Лондон волновал меня необычайно. Компакт-диски, капуччино и круассаны были верхом утонченности, символами близившегося великого социального и политического перелома. Процесс джентрификации, уже начавший изменять самые убогие кварталы Ислингтона и Фулема, презрительно именовался «круассанофикацией» — теми, кого пугали надвигавшиеся перемены. Фолклендский конфликт превратил Маргарет Тэтчер из самого непопулярного за последние пятьдесят лет премьер-министра в самого популярного со времен Черчилля. В море политики начала подниматься волна патриотизма и уверенности в своих силах. Довольно скоро ей предстояло стать цунами престижных расходов для тех, кому повезло оседлать эту волну, и потопом долгов и лишений для жертв «суровых реальностей рынка», как предпочитали называть сопутствующие монетаризму беды Кит Джозеф и фридманьянцы. Мне и хотелось бы сказать, что я уделял в то время больше внимания политике, интересовался ею и испытывал в связи с ней гневные чувства. Дымные хмельные ночи, которые я проводил с Беном Элтоном в баре отеля «Мидленд», сделали многое для того, чтобы избавить меня от инстинктивной боязни Лейбористской партии и неприязни к ней; совершеннейшая вульгарность и непристойная мелочность Маргарет Тэтчер и многих ее министров сильно мешали мне проникнуться какой-либо приязнью к ней, не говоря уж о восхищении, однако взгляд мой устремлялся либо внутрь меня, либо на подворачивавшиеся мне возможности, и оттого мне было не до размышлений о чем-то другом. Если я стану сейчас с чрезмерным усердием распекать себя за сей изъян, столь незначительный и простительный в молодом человеке, это будет выглядеть неубедительно. После пережитого мной в отрочестве мне было трудно винить себя за то, что я с удовольствием принимал блага, которые теперь сыпались на мою голову настоящим дождем.
Хрустальный куб[137]
Работы у меня хватало — мюзикл, фильм, роль в постановке «Сорока лет службы», — однако нам с Хью хотелось и дальше сочинять и играть вместе. Несмотря на урон, который нанесла нашей уверенности в себе поразительная плодовитость Бена, мы все еще надеялись (а в потаенных глубинах душ наших даже и верили), что у нас есть будущее в мире комедии. И Ричард Армитаж отправил нас на переговоры в Би-би-си.

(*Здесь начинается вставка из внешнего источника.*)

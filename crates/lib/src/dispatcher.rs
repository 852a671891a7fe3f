//! Single consumer of client events. Lifecycle signals drive the supervisor; chat messages are
//! routed on their own task so a slow or panicking handler never blocks the event stream.

use crate::client::ClientEvent;
use crate::commands::CommandRouter;
use crate::supervisor::Supervisor;
use std::sync::Arc;
use tokio::sync::mpsc;
use tokio::task::JoinHandle;

pub struct Dispatcher {
    supervisor: Arc<Supervisor>,
    router: Arc<CommandRouter>,
    reconnect_on_disconnect: bool,
}

impl Dispatcher {
    pub fn new(
        supervisor: Arc<Supervisor>,
        router: Arc<CommandRouter>,
        reconnect_on_disconnect: bool,
    ) -> Self {
        Self {
            supervisor,
            router,
            reconnect_on_disconnect,
        }
    }

    /// Drain `events` until every sender is gone.
    pub async fn run(self, mut events: mpsc::Receiver<ClientEvent>) {
        while let Some(event) = events.recv().await {
            self.dispatch(event);
        }
        log::debug!("dispatcher: event channel closed");
    }

    /// Handle one event. Returns the task spawned for it, if any.
    pub fn dispatch(&self, event: ClientEvent) -> Option<JoinHandle<()>> {
        match event {
            ClientEvent::Qr(code) => {
                log::info!("scan the QR code to link the account");
                print_qr(&code);
                None
            }
            ClientEvent::Loading { percent, message } => {
                log::info!("loading: {}% - {}", percent, message);
                None
            }
            ClientEvent::Authenticated => {
                log::info!("client authenticated");
                None
            }
            ClientEvent::AuthFailure(reason) => {
                log::error!("authentication failure: {}", reason);
                None
            }
            ClientEvent::Ready => {
                self.supervisor.mark_ready();
                log::info!("messaging client is ready");
                None
            }
            ClientEvent::Disconnected(reason) => {
                log::warn!("client disconnected: {}", reason);
                self.supervisor.mark_disconnected();
                if self.reconnect_on_disconnect {
                    Some(self.reconnect())
                } else {
                    None
                }
            }
            ClientEvent::Error(message) => {
                log::error!("client error: {}", message);
                Some(self.reconnect())
            }
            ClientEvent::Message(message) => {
                let router = Arc::clone(&self.router);
                Some(tokio::spawn(async move {
                    router.route(&message).await;
                }))
            }
        }
    }

    fn reconnect(&self) -> JoinHandle<()> {
        let supervisor = Arc::clone(&self.supervisor);
        tokio::spawn(async move {
            supervisor.connect_with_retry().await;
        })
    }
}

/// Render a pairing QR payload in the terminal; falls back to the raw payload.
fn print_qr(code: &str) {
    match qrcode::QrCode::new(code.as_bytes()) {
        Ok(qr) => {
            let rendered = qr
                .render::<char>()
                .quiet_zone(false)
                .module_dimensions(2, 1)
                .build();
            println!("{}", rendered);
        }
        Err(e) => {
            log::warn!("failed to render QR code: {}", e);
            println!("{}", code);
        }
    }
}
//! wabot core library: messaging client seam, lifecycle supervisor, chat commands and the
//! HTTP surface, used by the `wabot` CLI.

pub mod bot;
pub mod client;
pub mod commands;
pub mod config;
pub mod dispatcher;
pub mod exec;
pub mod gateway;
pub mod init;
pub mod logging;
pub mod supervisor;
//! In-process client with scripted failures. Records every call so tests can assert on
//! exactly what the bot did.

use crate::client::{ClientError, IncomingMessage, MessagingClient};
use async_trait::async_trait;
use std::collections::HashMap;
use std::sync::atomic::{AtomicBool, AtomicU32, Ordering};
use std::time::Duration;
use tokio::sync::Mutex;

/// A message the bot sent (plain send or reply).
#[derive(Debug, Clone, PartialEq, Eq)]
pub struct SentMessage {
    pub chat_id: String,
    pub text: String,
    /// Id of the quoted message when this was a reply.
    pub quoted: Option<String>,
}

#[derive(Default)]
pub struct MemoryClient {
    init_failures: AtomicU32,
    init_delay: Duration,
    init_calls: AtomicU32,
    in_flight: AtomicU32,
    max_in_flight: AtomicU32,
    reject_sends: AtomicBool,
    messages: Mutex<HashMap<String, IncomingMessage>>,
    sent: Mutex<Vec<SentMessage>>,
    deleted: Mutex<Vec<(String, bool)>>,
}

impl MemoryClient {
    pub fn new() -> Self {
        Self::default()
    }

    /// The first `n` initialize calls fail.
    pub fn failing_initialize(self, n: u32) -> Self {
        self.init_failures.store(n, Ordering::SeqCst);
        self
    }

    /// Every initialize call takes `delay` before resolving.
    pub fn with_init_delay(mut self, delay: Duration) -> Self {
        self.init_delay = delay;
        self
    }

    /// Make send/reply fail until switched back.
    pub fn reject_sends(&self, reject: bool) {
        self.reject_sends.store(reject, Ordering::SeqCst);
    }

    /// Make a message available to `get_message_by_id`.
    pub async fn insert_message(&self, message: IncomingMessage) {
        self.messages
            .lock()
            .await
            .insert(message.id.clone(), message);
    }

    pub fn initialize_calls(&self) -> u32 {
        self.init_calls.load(Ordering::SeqCst)
    }

    /// Highest number of initialize calls that were running at the same time.
    pub fn max_concurrent_initialize(&self) -> u32 {
        self.max_in_flight.load(Ordering::SeqCst)
    }

    pub async fn sent(&self) -> Vec<SentMessage> {
        self.sent.lock().await.clone()
    }

    /// Deleted ids with their for-everyone flag.
    pub async fn deleted(&self) -> Vec<(String, bool)> {
        self.deleted.lock().await.clone()
    }

    async fn record_send(
        &self,
        chat_id: &str,
        text: &str,
        quoted: Option<&str>,
    ) -> Result<(), ClientError> {
        if self.reject_sends.load(Ordering::SeqCst) {
            return Err(ClientError::Api("send rejected".to_string()));
        }
        self.sent.lock().await.push(SentMessage {
            chat_id: chat_id.to_string(),
            text: text.to_string(),
            quoted: quoted.map(str::to_string),
        });
        Ok(())
    }
}

#[async_trait]
impl MessagingClient for MemoryClient {
    async fn initialize(&self) -> Result<(), ClientError> {
        let now = self.in_flight.fetch_add(1, Ordering::SeqCst) + 1;
        self.max_in_flight.fetch_max(now, Ordering::SeqCst);
        let call = self.init_calls.fetch_add(1, Ordering::SeqCst) + 1;
        if !self.init_delay.is_zero() {
            tokio::time::sleep(self.init_delay).await;
        }
        self.in_flight.fetch_sub(1, Ordering::SeqCst);
        let failed = self
            .init_failures
            .fetch_update(Ordering::SeqCst, Ordering::SeqCst, |n| n.checked_sub(1))
            .is_ok();
        if failed {
            Err(ClientError::Api(format!("initialize call {} refused", call)))
        } else {
            Ok(())
        }
    }

    async fn send_message(&self, chat_id: &str, text: &str) -> Result<(), ClientError> {
        self.record_send(chat_id, text, None).await
    }

    async fn reply(&self, message: &IncomingMessage, text: &str) -> Result<(), ClientError> {
        self.record_send(&message.from, text, Some(&message.id)).await
    }

    async fn get_message_by_id(&self, id: &str) -> Result<IncomingMessage, ClientError> {
        self.messages
            .lock()
            .await
            .get(id)
            .cloned()
            .ok_or_else(|| ClientError::NotFound(id.to_string()))
    }

    async fn delete_message(&self, id: &str, for_everyone: bool) -> Result<(), ClientError> {
        if self.messages.lock().await.remove(id).is_none() {
            return Err(ClientError::NotFound(id.to_string()));
        }
        self.deleted
            .lock()
            .await
            .push((id.to_string(), for_everyone));
        Ok(())
    }
}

В те дни «Управление легких развлечений» делилось на два отдела: «Комедии» и «Варьете». Комические сериалы и скетч-шоу выступали под флагом «Комедии», а программы наподобие «Игры поколения» и «Магического шоу Пола Даниэлса» относились к разряду «Варьете». Управление возглавлял веселый краснолицый мужчина, сильно смахивавший на массовика-затейника из дома отдыха или натурщика, с которого Дональд Мак-Гилл срисовал, работая над почтовыми открытками со сценками из курортной жизни, подвыпившего мужа. Мужчину этого звали Джим Моир, что было, кстати сказать, настоящим именем Вика Ривеса, хотя в то время, в 1983-м примерно, Вик Ривес ничем еще прославиться не успел. Мы с Хью свели с Джимом Моиром знакомство на крикетном уик-энде в Стеббинге. В тот раз он сказал нам с точно выверенной интонацией блэкпулского конферансье: «Я вас сейчас познакомлю с женой, только вы не смейтесь».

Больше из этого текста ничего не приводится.